- _Activity_
Write out again the entries from the first line to the line that includes "pub mod settings;", keeping both of those lines.

#### Records

//! Multi-target log facade
//!
//! [`LogWriter`] timestamps and serializes each message, then enqueues the
//! finished line on one [`AsyncStringWriter`] per selected output target
//! (debug channel, console, file). Targets named in the settings are started
//! eagerly; any other target is started on its first write.

pub mod serialization;
pub mod settings;

pub use serialization::{ObjectSerialization, SerializationOverride};
pub use settings::{LogWriterSettings, DEFAULT_LOG_DIRECTORY};

use crate::core::{AsyncStringWriter, LogOutput, Result, WriterError};
use crate::diagnostics::{self, DiagnosticLevel};
use crate::sinks::{ConsoleSink, DebugSink, FileSink};
use chrono::Local;
use parking_lot::{Mutex, RwLock};
use serde::Serialize;
use std::fmt;
use std::fs;
use std::path::{Path, PathBuf};
use std::sync::atomic::{AtomicBool, Ordering};
use std::sync::Arc;

#[derive(Debug, Clone, Copy, PartialEq, Eq)]
enum Target {
    File,
    Debug,
    Console,
}

impl Target {
    const ALL: [Target; 3] = [Target::File, Target::Debug, Target::Console];

    fn flag(self) -> LogOutput {
        match self {
            Target::File => LogOutput::FILE,
            Target::Debug => LogOutput::DEBUG,
            Target::Console => LogOutput::CONSOLE,
        }
    }

    fn name(self) -> &'static str {
        match self {
            Target::File => "file",
            Target::Debug => "debug",
            Target::Console => "console",
        }
    }
}

type Slot = Mutex<Option<Arc<AsyncStringWriter>>>;

/// Logs everything, everywhere
///
/// # Example
///
/// ```no_run
/// use line_batch_writer::{LogOutput, LogWriter, LogWriterSettings};
///
/// let writer = LogWriter::new(
///     LogWriterSettings::new()
///         .with_directory("logs")
///         .with_output_target(LogOutput::FILE | LogOutput::CONSOLE),
/// )?;
///
/// writer.write_line("service started")?;
/// writer.write_object(&vec![1, 2, 3])?;
/// writer.dispose()?;
/// # Ok::<(), line_batch_writer::WriterError>(())
/// ```
pub struct LogWriter {
    settings: LogWriterSettings,
    log_file_name: String,
    debug_category: Arc<RwLock<String>>,
    file: Slot,
    debug: Slot,
    console: Slot,
    disposed: AtomicBool,
}

impl LogWriter {
    /// Create the output directory and start the writers for every target
    /// in `settings.output_target`
    pub fn new(settings: LogWriterSettings) -> Result<Self> {
        settings.writer_config.validate()?;

        fs::create_dir_all(&settings.directory).map_err(|e| {
            WriterError::io_operation(
                "creating log directory",
                format!("cannot create {}", settings.directory.display()),
                e,
            )
        })?;

        let log_file_name = settings
            .log_file_name
            .clone()
            .unwrap_or_else(default_log_file_name);

        let writer = Self {
            debug_category: Arc::new(RwLock::new(log_file_name.clone())),
            log_file_name,
            settings,
            file: Mutex::new(None),
            debug: Mutex::new(None),
            console: Mutex::new(None),
            disposed: AtomicBool::new(false),
        };

        for target in Target::ALL {
            if writer.settings.output_target.contains(target.flag()) {
                writer.target(target)?;
            }
        }

        Ok(writer)
    }

    /// Write a message to the default targets
    pub fn write_line(&self, message: impl fmt::Display) -> Result<()> {
        self.write_line_to(message, self.settings.output_target)
    }

    /// Write a message to the given targets
    pub fn write_line_to(&self, message: impl fmt::Display, target: LogOutput) -> Result<()> {
        self.ensure_open()?;
        let line = self.settings.timestamp_format.prefix_line(&message.to_string());
        self.enqueue(line, target)
    }

    /// Serialize `object` under the configured policy and write it to the
    /// default targets
    pub fn write_object<T>(&self, object: &T) -> Result<()>
    where
        T: Serialize + fmt::Debug + ?Sized,
    {
        self.write_object_to(object, self.settings.output_target)
    }

    pub fn write_object_to<T>(&self, object: &T, target: LogOutput) -> Result<()>
    where
        T: Serialize + fmt::Debug + ?Sized,
    {
        self.ensure_open()?;
        let payload = serialization::serialize_object(
            object,
            self.settings.serialization,
            self.settings.serialization_override.as_ref(),
        );
        let line = self.settings.timestamp_format.prefix_line(&payload);
        self.enqueue(line, target)
    }

    /// Wait until every line written before this call reached its sinks
    pub fn flush(&self) -> Result<()> {
        for writer in self.live_writers() {
            writer.flush()?;
        }
        Ok(())
    }

    /// Drain and stop every target.
    ///
    /// All targets are disposed even if one fails; the first error is
    /// returned. A second call returns `Err(AlreadyDisposed)`.
    pub fn dispose(&self) -> Result<()> {
        if self.disposed.swap(true, Ordering::AcqRel) {
            diagnostics::log(
                &format!(
                    "Attempting to dispose of already disposed LogWriter ({})",
                    self.log_file_name
                ),
                DiagnosticLevel::Exception,
            );
            return Err(WriterError::AlreadyDisposed);
        }

        let mut first_error = None;
        for target in Target::ALL {
            let writer = self.slot(target).lock().take();
            if let Some(writer) = writer {
                if let Err(e) = writer.dispose() {
                    eprintln!(
                        "[WRITER ERROR] Failed to dispose {} target: {}",
                        target.name(),
                        e
                    );
                    first_error.get_or_insert(e);
                }
            }
        }

        match first_error {
            Some(e) => Err(e),
            None => Ok(()),
        }
    }

    pub fn is_disposed(&self) -> bool {
        self.disposed.load(Ordering::Acquire)
    }

    /// The directory that log files are written to
    pub fn directory(&self) -> &Path {
        &self.settings.directory
    }

    pub fn log_file_name(&self) -> &str {
        &self.log_file_name
    }

    /// Full path of the log file, including any compression extension
    pub fn log_file_path(&self) -> PathBuf {
        self.settings
            .compression
            .apply_extension(&self.settings.directory.join(&self.log_file_name))
    }

    /// Tag used on the debug channel; defaults to the log file name
    pub fn debug_category(&self) -> String {
        self.debug_category.read().clone()
    }

    /// Takes effect immediately, including for a running debug target
    pub fn set_debug_category(&self, category: impl Into<String>) {
        *self.debug_category.write() = category.into();
    }

    pub fn settings(&self) -> &LogWriterSettings {
        &self.settings
    }

    /// Targets whose writers are currently running
    pub fn active_targets(&self) -> LogOutput {
        Target::ALL
            .into_iter()
            .filter(|target| self.slot(*target).lock().is_some())
            .fold(LogOutput::NONE, |acc, target| acc | target.flag())
    }

    fn ensure_open(&self) -> Result<()> {
        if self.is_disposed() {
            return Err(WriterError::WriterStopped);
        }
        Ok(())
    }

    fn enqueue(&self, line: String, target: LogOutput) -> Result<()> {
        for t in Target::ALL {
            if target.contains(t.flag()) {
                self.target(t)?.enqueue(line.clone())?;
            }
        }
        Ok(())
    }

    fn slot(&self, target: Target) -> &Slot {
        match target {
            Target::File => &self.file,
            Target::Debug => &self.debug,
            Target::Console => &self.console,
        }
    }

    fn live_writers(&self) -> Vec<Arc<AsyncStringWriter>> {
        Target::ALL
            .into_iter()
            .filter_map(|target| self.slot(target).lock().clone())
            .collect()
    }

    /// The running writer for `target`, started on first use
    fn target(&self, target: Target) -> Result<Arc<AsyncStringWriter>> {
        let mut slot = self.slot(target).lock();
        // Checked under the slot lock so `dispose` cannot miss a new writer
        self.ensure_open()?;

        if let Some(writer) = slot.as_ref() {
            return Ok(Arc::clone(writer));
        }

        let writer = Arc::new(self.start(target)?);
        *slot = Some(Arc::clone(&writer));
        Ok(writer)
    }

    fn start(&self, target: Target) -> Result<AsyncStringWriter> {
        let base = &self.settings.writer_config;
        let config = base
            .clone()
            .with_thread_name(format!("{}-{}", base.thread_name, target.name()));

        match target {
            Target::File => {
                let sink = FileSink::with_compression(
                    self.settings.directory.join(&self.log_file_name),
                    self.settings.compression,
                )?;
                AsyncStringWriter::with_config(sink, config)
            }
            Target::Debug => {
                let sink = DebugSink::with_shared_category(Arc::clone(&self.debug_category))
                    .with_separator(config.line_separator.clone());
                AsyncStringWriter::with_config(sink, config)
            }
            Target::Console => AsyncStringWriter::with_config(ConsoleSink::new(), config),
        }
    }
}

impl fmt::Debug for LogWriter {
    fn fmt(&self, f: &mut fmt::Formatter<'_>) -> fmt::Result {
        f.debug_struct("LogWriter")
            .field("log_file_path", &self.log_file_path())
            .field("active_targets", &self.active_targets())
            .field("disposed", &self.is_disposed())
            .finish()
    }
}

impl Drop for LogWriter {
    fn drop(&mut self) {
        if self.is_disposed() {
            return;
        }
        if let Err(e) = self.dispose() {
            eprintln!("[WRITER ERROR] Failed to dispose LogWriter on drop: {}", e);
        }
    }
}

/// `yyyyMMdd_HHmmss_<executable>.log`
fn default_log_file_name() -> String {
    format!(
        "{}_{}.log",
        Local::now().format("%Y%m%d_%H%M%S"),
        executable_stem()
    )
}

fn executable_stem() -> String {
    std::env::current_exe()
        .ok()
        .and_then(|path| {
            path.file_stem()
                .map(|stem| stem.to_string_lossy().into_owned())
        })
        .unwrap_or_else(|| "Unknown".to_string())
}

#[cfg(test)]
mod tests {
    use super::*;
    use tempfile::TempDir;

    fn file_only(dir: &TempDir) -> LogWriterSettings {
        LogWriterSettings::new()
            .with_directory(dir.path())
            .with_output_target(LogOutput::FILE)
            .with_log_file_name("test.log")
    }

    #[test]
    fn test_file_target_receives_timestamped_lines() {
        let dir = TempDir::new().unwrap();
        let writer = LogWriter::new(file_only(&dir)).unwrap();

        writer.write_line("hello").unwrap();
        writer.write_line(42).unwrap();
        writer.dispose().unwrap();

        let content = fs::read_to_string(writer.log_file_path()).unwrap();
        let lines: Vec<&str> = content.lines().collect();
        assert_eq!(lines.len(), 2);
        assert!(lines[0].starts_with('['));
        assert!(lines[0].ends_with("] hello"));
        assert!(lines[1].ends_with("] 42"));
    }

    #[test]
    fn test_only_requested_targets_start() {
        let dir = TempDir::new().unwrap();
        let writer = LogWriter::new(file_only(&dir)).unwrap();
        assert_eq!(writer.active_targets(), LogOutput::FILE);
        writer.dispose().unwrap();
    }

    #[test]
    fn test_file_target_started_lazily() {
        let dir = TempDir::new().unwrap();
        let settings = file_only(&dir).with_output_target(LogOutput::NONE);
        let writer = LogWriter::new(settings).unwrap();
        assert!(writer.active_targets().is_empty());

        writer.write_line_to("late file", LogOutput::FILE).unwrap();
        assert_eq!(writer.active_targets(), LogOutput::FILE);

        writer.flush().unwrap();
        let content = fs::read_to_string(writer.log_file_path()).unwrap();
        assert!(content.contains("late file"));
        writer.dispose().unwrap();
    }

    #[test]
    fn test_write_object_uses_json() {
        let dir = TempDir::new().unwrap();
        let writer = LogWriter::new(file_only(&dir)).unwrap();

        writer.write_object(&serde_json::json!({"user": "ada"})).unwrap();
        writer.write_object("raw string").unwrap();
        writer.dispose().unwrap();

        let content = fs::read_to_string(writer.log_file_path()).unwrap();
        assert!(content.contains(r#"] {"user":"ada"}"#));
        assert!(content.contains("] raw string"));
    }

    #[test]
    fn test_serialization_override() {
        let dir = TempDir::new().unwrap();
        let settings = file_only(&dir)
            .with_serialization(ObjectSerialization::Override)
            .with_serialization_override(|v| format!("<{}>", v["n"]));
        let writer = LogWriter::new(settings).unwrap();

        writer.write_object(&serde_json::json!({"n": 5})).unwrap();
        writer.dispose().unwrap();

        let content = fs::read_to_string(writer.log_file_path()).unwrap();
        assert!(content.contains("] <5>"));
    }

    #[test]
    fn test_dispose_twice_reports_misuse() {
        let _guard = diagnostics::TEST_LOCK.lock();
        let dir = TempDir::new().unwrap();
        let writer = LogWriter::new(file_only(&dir)).unwrap();

        writer.dispose().unwrap();
        assert!(matches!(writer.dispose(), Err(WriterError::AlreadyDisposed)));
        assert!(matches!(writer.write_line("late"), Err(WriterError::WriterStopped)));
    }

    #[test]
    fn test_debug_category_defaults_to_file_name() {
        let dir = TempDir::new().unwrap();
        let writer = LogWriter::new(file_only(&dir)).unwrap();
        assert_eq!(writer.debug_category(), "test.log");

        writer.set_debug_category("service");
        assert_eq!(writer.debug_category(), "service");
        writer.dispose().unwrap();
    }

    #[test]
    fn test_default_file_name_shape() {
        let name = default_log_file_name();
        assert!(name.ends_with(".log"));
        // yyyyMMdd_HHmmss_
        assert_eq!(&name[8..9], "_");
        assert_eq!(&name[15..16], "_");
    }

    #[test]
    fn test_gzip_path_has_extension() {
        let dir = TempDir::new().unwrap();
        let settings = file_only(&dir).with_compression(crate::sinks::FileCompression::Gzip);
        let writer = LogWriter::new(settings).unwrap();
        assert!(writer.log_file_path().to_string_lossy().ends_with("test.log.gz"));
        writer.dispose().unwrap();
        assert!(writer.log_file_path().exists());
    }
}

########

- _Final answer_
//! Multi-target log facade
//!
//! [`LogWriter`] timestamps and serializes each message, then enqueues the
//! finished line on one [`AsyncStringWriter`] per selected output target
//! (debug channel, console, file). Targets named in the settings are started
//! eagerly; any other target is started on its first write.

pub mod serialization;
pub mod settings;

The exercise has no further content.